Health issues often seen in the Yorkshire Terrier include bronchitis, lymphangiectasia, hepatic lipidosis, cataracts and keratitis sicca. Additionally, injection reactions (inflammation or hair loss at the site of an injection) are common.

Another common health condition in Yorkies are their sensitive skin. The most common type of skin conditions Yorkies face are brought on by allergic reactions to seasonal pollen, pollution, food, and sometimes the air itself. Their coats may get very dry due to scratching and biting and eventually leading to massive hair loss.

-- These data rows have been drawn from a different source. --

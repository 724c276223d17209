//! `kiosk feed`: print the live feed until interrupted.

use std::sync::Arc;

use anyhow::Context;
use clap::Args;
use kiosk_client::HttpAttendanceClient;
use kiosk_core::KioskConfig;
use kiosk_core::time::format_clock;
use kiosk_feed::{LiveFeed, LiveFeedPoller};
use tracing::info;

#[derive(Debug, Args)]
pub struct FeedArgs {
    /// Polling interval in seconds
    #[arg(long)]
    pub interval: Option<u64>,

    /// Number of recent visits requested per poll
    #[arg(long)]
    pub limit: Option<u32>,

    /// Print each snapshot as JSON
    #[arg(long)]
    pub json: bool,
}

pub async fn execute(args: &FeedArgs, mut config: KioskConfig) -> anyhow::Result<()> {
    if let Some(interval) = args.interval {
        config.feed.poll_interval_secs = interval;
    }
    if let Some(limit) = args.limit {
        config.feed.limit = limit;
    }
    config.validate().context("invalid configuration")?;

    let api = Arc::new(
        HttpAttendanceClient::new(&config.service).context("failed to create service client")?,
    );
    let handle = LiveFeedPoller::new(api, &config.feed).start();
    let mut updates = handle.subscribe();

    loop {
        tokio::select! {
            changed = updates.changed() => {
                if changed.is_err() {
                    break;
                }
                let snapshot = updates.borrow_and_update().clone();
                if let Some(feed) = snapshot {
                    print_feed(&feed, args.json)?;
                }
            }
            _ = tokio::signal::ctrl_c() => {
                info!("Interrupted, stopping live feed");
                break;
            }
        }
    }

    handle.stop().await;
    Ok(())
}

fn print_feed(feed: &LiveFeed, json: bool) -> anyhow::Result<()> {
    if json {
        println!("{}", serde_json::to_string(feed)?);
        return Ok(());
    }

    let total = feed
        .total
        .map(|t| format!(", {t} today"))
        .unwrap_or_default();
    println!(
        "Live feed at {}: {} inside, {} left{total}",
        format_clock(feed.refreshed_at),
        feed.time_ins().count(),
        feed.time_outs().count(),
    );
    if feed.is_empty() {
        println!("  No recent activity");
    }
    for line in feed.lines() {
        println!("  {line}");
    }
    Ok(())
}
impl SessionId {
    /// Create a session ID.
    ///
    /// # Errors
    /// Returns `Error::InvalidIdentifier` if the ID is blank.
    pub fn new(id: impl Into<String>) -> Result<Self> {
        let id = id.into();
        if id.trim().is_empty() {
            return Err(Error::InvalidIdentifier("session id is empty".to_string()));
        }
        Ok(SessionId(id))
    }

    #[must_use]
    pub fn as_str(&self) -> &str {
        &self.0
    }
}

impl fmt::Display for SessionId {
    fn fmt(&self, f: &mut fmt::Formatter) -> fmt::Result {
        f.write_str(&self.0)
    }
}

/// The value sent to the scan resolver.
///
/// Either a sanitized raw code or a field extracted from a structured
/// payload. Never empty.
#[derive(Debug, Clone, PartialEq, Eq, Hash, Serialize, Deserialize)]
#[serde(try_from = "String", into = "String")]
pub struct CanonicalIdentifier(String);

impl CanonicalIdentifier {
    /// Create a canonical identifier.
    ///
    /// # Errors
    /// Returns `Error::InvalidIdentifier` if the value is empty.
    pub fn new(value: impl Into<String>) -> Result<Self> {
        let value = value.into();
        if value.is_empty() {
            return Err(Error::InvalidIdentifier(
                "canonical identifier is empty".to_string(),
            ));
        }
        Ok(CanonicalIdentifier(value))
    }

    #[must_use]
    pub fn as_str(&self) -> &str {
        &self.0
    }

    #[must_use]
    pub fn into_inner(self) -> String {
        self.0
    }
}

impl TryFrom<String> for CanonicalIdentifier {
    type Error = Error;

    fn try_from(value: String) -> Result<Self> {
        CanonicalIdentifier::new(value)
    }
}

impl From<CanonicalIdentifier> for String {
    fn from(id: CanonicalIdentifier) -> Self {
        id.0
    }
}

impl fmt::Display for CanonicalIdentifier {
    fn fmt(&self, f: &mut fmt::Formatter) -> fmt::Result {
        f.write_str(&self.0)
    }
}

/// Student record as returned by the attendance service.
#[derive(Debug, Clone, PartialEq, Eq, Serialize, Deserialize)]
#[serde(rename_all = "camelCase", try_from = "StudentWire")]
pub struct Student {
    pub id: StudentId,
    pub student_no: Option<String>,
    pub first_name: String,
    pub last_name: String,
    pub middle_name: Option<String>,
    pub middle_initial: Option<String>,
    pub suffix: Option<String>,
    pub level: Option<String>,
    pub course: Option<String>,
}

/// Student as sent by the service, which may carry `_id`, `id`, or both.
#[derive(Deserialize)]
#[serde(rename_all = "camelCase")]
struct StudentWire {
    #[serde(default, rename = "_id")]
    object_id: Option<String>,
    #[serde(default)]
    id: Option<String>,
    #[serde(default)]
    student_no: Option<String>,
    #[serde(default)]
    first_name: String,
    #[serde(default)]
    last_name: String,
    #[serde(default)]
    middle_name: Option<String>,
    #[serde(default)]
    middle_initial: Option<String>,
    #[serde(default)]
    suffix: Option<String>,
    #[serde(default)]
    level: Option<String>,
    #[serde(default)]
    course: Option<String>,
}

impl TryFrom<StudentWire> for Student {
    type Error = Error;

    fn try_from(wire: StudentWire) -> Result<Self> {
        let id = first_present_id(wire.object_id, wire.id)
            .ok_or_else(|| Error::InvalidIdentifier("student record has no id".to_string()))?;
        Ok(Self {
            id: StudentId::new(id)?,
            student_no: wire.student_no,
            first_name: wire.first_name,
            last_name: wire.last_name,
            middle_name: wire.middle_name,
            middle_initial: wire.middle_initial,
            suffix: wire.suffix,
            level: wire.level,
            course: wire.course,
        })
    }
}

/// `_id` wins over `id`; blank values count as absent.
fn first_present_id(object_id: Option<String>, id: Option<String>) -> Option<String> {
    object_id
        .into_iter()
        .chain(id)
        .find(|id| !id.trim().is_empty())
}

impl Student {
    /// Create a student with only the identity and name fields set.
    pub fn new(id: StudentId, first_name: impl Into<String>, last_name: impl Into<String>) -> Self {
        Self {
            id,
            student_no: None,
            first_name: first_name.into(),
            last_name: last_name.into(),
            middle_name: None,
            middle_initial: None,
            suffix: None,
            level: None,
            course: None,
        }
    }

    #[must_use]
    pub fn with_student_no(mut self, student_no: impl Into<String>) -> Self {
        self.student_no = Some(student_no.into());
        self
    }

    /// Name formatted for display: `Last, First M. Suffix`.
    ///
    /// Falls back to whichever name part is present, then to the student
    /// number, then to `Unknown`.
    #[must_use]
    pub fn display_name(&self) -> String {
        let first = self.first_name.trim();
        let last = self.last_name.trim();

        if !first.is_empty() && !last.is_empty() {
            let mut name = format!("{last}, {first}");
            let initial = self
                .middle_initial
                .as_deref()
                .filter(|m| !m.trim().is_empty())
                .or(self.middle_name.as_deref())
                .and_then(|m| m.trim().chars().next());
            if let Some(initial) = initial {
                name.push(' ');
                name.push(initial);
                name.push('.');
            }
            if let Some(suffix) = self.suffix.as_deref().filter(|s| !s.trim().is_empty()) {
                name.push(' ');
                name.push_str(suffix.trim());
            }
            return name;
        }

        if !last.is_empty() {
            return last.to_string();
        }
        if !first.is_empty() {
            return first.to_string();
        }
        self.student_no
            .clone()
            .unwrap_or_else(|| "Unknown".to_string())
    }
}

/// Reason for a visit, chosen by the operator before check-in.
#[derive(Debug, Clone, PartialEq, Eq, Hash, Serialize, Deserialize)]
#[serde(from = "String", into = "String")]
pub enum Purpose {
    Research,
    BorrowReturn,
    IndividualStudy,
    GroupStudy,
    ComputerUse,
    Printing,
    Consultation,
    /// Free-text purpose. Blank text is reported as `Others`.
    Others(String),
}
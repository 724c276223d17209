//! `kiosk inspect`: show each repair stage for a raw scan.

use clap::Args;
use kiosk_scanner::{ScanCode, canonicalize, sanitize};

#[derive(Debug, Args)]
pub struct InspectArgs {
    /// Raw scan text, exactly as the scanner typed it
    pub raw: String,
}

pub fn execute(args: &InspectArgs) -> anyhow::Result<()> {
    println!("raw:        {:?}", args.raw);

    let Some(code) = ScanCode::new(args.raw.trim()) else {
        println!("scan code:  (empty)");
        return Ok(());
    };
    println!("sanitized:  {:?}", sanitize(code.as_str()));

    match canonicalize(code) {
        Some(identifier) => println!("identifier: {identifier}"),
        None => println!("identifier: (none)"),
    }
    Ok(())
}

Yorkies often have a delicate digestive system, with vomiting or diarrhea resulting from consumption of foods outside of a regular diet. They are usually picky with which foods they eat. They usually will not eat what they don't like, it will be left aside. Trying to mix foods is not a good idea because they tend not to enjoy it.

The relatively small size of the Yorkshire Terrier means that it usually has a poor tolerance for anesthesia. Additionally, a toy dog such as the Yorkie is more likely to be injured by falls, other dogs and owner clumsiness. Due to their small size, Yorkies may be endangered if kept in the house with an undiscerning or abusive person, especially a child. Many breeders and rescue organizations will not allow their Yorkies to go to families with young children, because of the risk it poses to the dog.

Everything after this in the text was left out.